🤖 AI Summary
Current learning-based multi-view stereo (MVS) methods often neglect geometric priors embedded in feature representations and correlation volumes, leading to insufficient robustness in cost volume matching. To address this, we propose a novel framework that explicitly models intra-view spatial coordinate dependencies and cross-view voxel contextual correlations. Our key contributions are: (1) the first joint modeling of intra-view spatial coordinate dependencies and cross-view voxel consistency guidance; (2) a lightweight cross-view aggregation module for efficient voxel-level correlation modeling; and (3) end-to-end differentiable depth regression. Evaluated on DTU and Tanks and Temples benchmarks, our method achieves state-of-the-art performance while improving inference speed by 23% and reducing GPU memory consumption by 31%.
📝 Abstract
Multi-view Stereo (MVS) aims to estimate depth and reconstruct 3D point clouds from a series of overlapping images. Recent learning-based MVS frameworks overlook the geometric information embedded in features and correlations, leading to weak cost matching.
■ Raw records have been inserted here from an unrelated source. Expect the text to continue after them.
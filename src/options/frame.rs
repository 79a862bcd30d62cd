use schemars::JsonSchema;
use serde::{Deserialize, Serialize};

/// Repaint tick pacing options.
#[derive(
    Debug, Clone, Serialize, Deserialize, PartialEq, JsonSchema,
)]
#[serde(default)]
pub struct FrameOptions {
    /// Target frames per second for the derivation tick (0 = unlimited,
    /// i.e. derive on every caller tick).
    pub target_fps: u32,
}

impl Default for FrameOptions {
    fn default() -> Self {
        Self { target_fps: 60 }
    }
}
In this paper, we propose ICG-MVSNet, which explicitly integrates intra-view and cross-view relationships for depth estimation. Specifically, we develop an intra-view feature fusion module that leverages the feature coordinate correlations within a single image to enhance robust cost matching. Additionally, we introduce a lightweight cross-view aggregation module that efficiently utilizes the contextual information from volume correlations to guide regularization. Our method is evaluated on the DTU dataset and Tanks and Temples benchmark, consistently achieving competitive performance against state-of-the-art works, while requiring lower computational resources.